Your task: From the entries below, copy out every line with "encoded" in it.

────────────────────────────────────────

//! Document text extraction
//!
//! Turns uploaded file bytes plus a declared MIME type into plain text:
//!
//! - `application/pdf`: embedded text layer, OCR when the layer is empty
//! - DOCX: body paragraphs joined with newlines
//! - `text/*`: strict UTF-8
//!
//! Legacy binary `.doc` (`application/msword`) is rejected as unsupported.

mod docx;
mod pdf;
mod registry;
mod text;
mod types;

pub use docx::{read_paragraphs, DocxExtractor};
pub use pdf::{extract_text_layer, render_pages, PdfExtractor};
pub use registry::{ExtractorRegistry, FormatExtractor};
pub use text::PlainTextExtractor;
pub use types::{mime, normalize_mime, ExtractError};
//! OCR Providers
//!
//! Defines the provider trait and implementations for different OCR backends.

use async_trait::async_trait;
use serde::{Deserialize, Serialize};
use tokio::process::Command;

use crate::llm::GenerateResponse;
use super::types::{fragments_from_text, OcrError, OcrProvider, OcrResult};

/// OCR provider trait
#[async_trait]
pub trait OcrProviderTrait: Send + Sync {
    /// Get the provider type
    fn provider_type(&self) -> OcrProvider;

    /// Check if the provider is available
    async fn is_available(&self) -> bool;

    /// Perform OCR on an encoded page image (PNG)
    async fn recognize(&self, image_data: &[u8], languages: &str) -> Result<OcrResult, OcrError>;
}

/// Tesseract OCR provider
///
/// Runs the `tesseract` binary once per image, so no engine state outlives
/// a single page.
pub struct TesseractProvider {
    binary: String,
}

impl TesseractProvider {
    pub fn new() -> Self {
        Self::with_binary("tesseract")
    }

    pub fn with_binary(binary: &str) -> Self {
        Self {
            binary: binary.to_string(),
        }
    }
}

impl Default for TesseractProvider {
    fn default() -> Self {
        Self::new()
    }
}

#[async_trait]
impl OcrProviderTrait for TesseractProvider {
    fn provider_type(&self) -> OcrProvider {
        OcrProvider::Tesseract
    }

    async fn is_available(&self) -> bool {
        Command::new(&self.binary)
            .arg("--version")
            .output()
            .await
            .map(|output| output.status.success())
            .unwrap_or(false)
    }

    async fn recognize(&self, image_data: &[u8], languages: &str) -> Result<OcrResult, OcrError> {
        let input_path =
            std::env::temp_dir().join(format!("ocr_input_{}.png", uuid::Uuid::new_v4()));

        tokio::fs::write(&input_path, image_data)
            .await
            .map_err(|e| OcrError::ProcessingError(format!("Failed to write temp file: {}", e)))?;

        // "stdout" as output base makes tesseract print the text instead of writing a file
        let output = Command::new(&self.binary)
            .arg(&input_path)
            .arg("stdout")
            .arg("-l")
            .arg(languages)
            .arg("--psm")
            .arg("3")
            .output()
            .await;

        let _ = tokio::fs::remove_file(&input_path).await;

        let output = output
            .map_err(|e| OcrError::ProcessingError(format!("Failed to run tesseract: {}", e)))?;

        if !output.status.success() {
            let stderr = String::from_utf8_lossy(&output.stderr);
            return Err(OcrError::ProcessingError(format!(
                "Tesseract failed: {}",
                stderr.trim()
            )));
        }

        let text = String::from_utf8_lossy(&output.stdout);

        Ok(OcrResult {
            fragments: fragments_from_text(&text),
            provider: OcrProvider::Tesseract,
        })
    }
}

/// OCR through an Ollama vision model (`llava` by default)
///
/// The page image travels base64-encoded in the `images` field of
/// `/api/generate`; the transcription comes back in `response`.
pub struct OllamaProvider {
    client: reqwest::Client,
    base_url: String,
    model: String,
}

impl OllamaProvider {
    pub fn new(base_url: &str, model: &str) -> Self {
        Self {
            client: reqwest::Client::new(),
            base_url: base_url.trim_end_matches('/').to_string(),
            model: model.to_string(),
        }
    }

    /// `llava` matches both `llava` and `llava:latest` in the tag list
    fn is_installed(&self, tags: &TagList) -> bool {
        tags.models.iter().any(|installed| {
            installed.name == self.model
                || installed
                    .name
                    .strip_prefix(self.model.as_str())
                    .is_some_and(|tag| tag.starts_with(':'))
        })
    }
}

#[derive(Serialize)]
struct VisionRequest<'a> {
    model: &'a str,
    prompt: String,
    images: [String; 1],
    stream: bool,
}

#[derive(Deserialize)]
struct TagList {
    #[serde(default)]
    models: Vec<InstalledModel>,
}

#[derive(Deserialize)]
struct InstalledModel {
    name: String,
}

/// Tesseract codes are what operators configure; the vision prompt wants names
fn language_names(languages: &str) -> Vec<&str> {
    languages
        .split('+')
        .map(|code| match code {
            "eng" => "English",
            "mkd" => "Macedonian",
            other => other,
        })
        .collect()
}

fn transcription_prompt(languages: &str) -> String {
    format!(
        "This is a scanned page of a CV written in {}. Transcribe it line by line, \
         keeping the original spelling and alphabet. Reply with the transcription only.",
        language_names(languages).join(" and/or ")
    )
}

#[async_trait]
impl OcrProviderTrait for OllamaProvider {
    fn provider_type(&self) -> OcrProvider {
        OcrProvider::Ollama
    }

    /// Server reachable and the vision model pulled
    async fn is_available(&self) -> bool {
        let response = match self
            .client
            .get(format!("{}/api/tags", self.base_url))
            .send()
            .await
        {
            Ok(response) if response.status().is_success() => response,
            Ok(response) => {
                tracing::debug!("Ollama tag list returned {}", response.status());
                return false;
            }
            Err(e) => {
                tracing::debug!("Ollama not reachable for OCR: {}", e);
                return false;
            }
        };

        match response.json::<TagList>().await {
            Ok(tags) if self.is_installed(&tags) => true,
            Ok(_) => {
                tracing::warn!("Vision model {} is not installed in Ollama", self.model);
                false
            }
            Err(e) => {
                tracing::debug!("Unreadable Ollama tag list: {}", e);
                false
            }
        }
    }

    async fn recognize(&self, image_data: &[u8], languages: &str) -> Result<OcrResult, OcrError> {
        use base64::Engine;

        let request = VisionRequest {
            model: &self.model,
            prompt: transcription_prompt(languages),
            images: [base64::engine::general_purpose::STANDARD.encode(image_data)],
            stream: false,
        };

        let response = self
            .client
            .post(format!("{}/api/generate", self.base_url))
            .json(&request)
            .send()
            .await
            .map_err(|e| OcrError::ApiError(format!("vision model unreachable: {}", e)))?;

        let status = response.status();
        if !status.is_success() {
            let detail = response.text().await.unwrap_or_default();
            return Err(OcrError::ApiError(format!(
                "vision model {} answered {}: {}",
                self.model,
                status.as_u16(),
                detail.trim()
            )));
        }

        let transcription: GenerateResponse = response
            .json()
            .await
            .map_err(|e| OcrError::ApiError(format!("unreadable transcription: {}", e)))?;

        Ok(OcrResult {
            fragments: fragments_from_text(&transcription.response),
            provider: OcrProvider::Ollama,
        })
    }
}

/// Mock provider for testing
#[cfg(test)]
pub struct MockProvider {
    pub fragments: Vec<String>,
    pub available: bool,
    pub calls: std::sync::atomic::AtomicUsize,
}

#[cfg(test)]
impl MockProvider {
    pub fn returning(fragments: &[&str]) -> Self {
        Self {
            fragments: fragments.iter().map(|s| s.to_string()).collect(),
            available: true,
            calls: std::sync::atomic::AtomicUsize::new(0),
        }
    }

    pub fn call_count(&self) -> usize {
        self.calls.load(std::sync::atomic::Ordering::SeqCst)
    }
}

#[cfg(test)]
#[async_trait]
impl OcrProviderTrait for MockProvider {
    fn provider_type(&self) -> OcrProvider {
        OcrProvider::Tesseract
    }

    async fn is_available(&self) -> bool {
        self.available
    }

    async fn recognize(&self, _image_data: &[u8], _languages: &str) -> Result<OcrResult, OcrError> {
        self.calls.fetch_add(1, std::sync::atomic::Ordering::SeqCst);
        Ok(OcrResult {
            fragments: self.fragments.clone(),
            provider: OcrProvider::Tesseract,
        })
    }
}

────────────────────────────────────────

Task result:
    /// Perform OCR on an encoded page image (PNG)
/// The page image travels base64-encoded in the `images` field of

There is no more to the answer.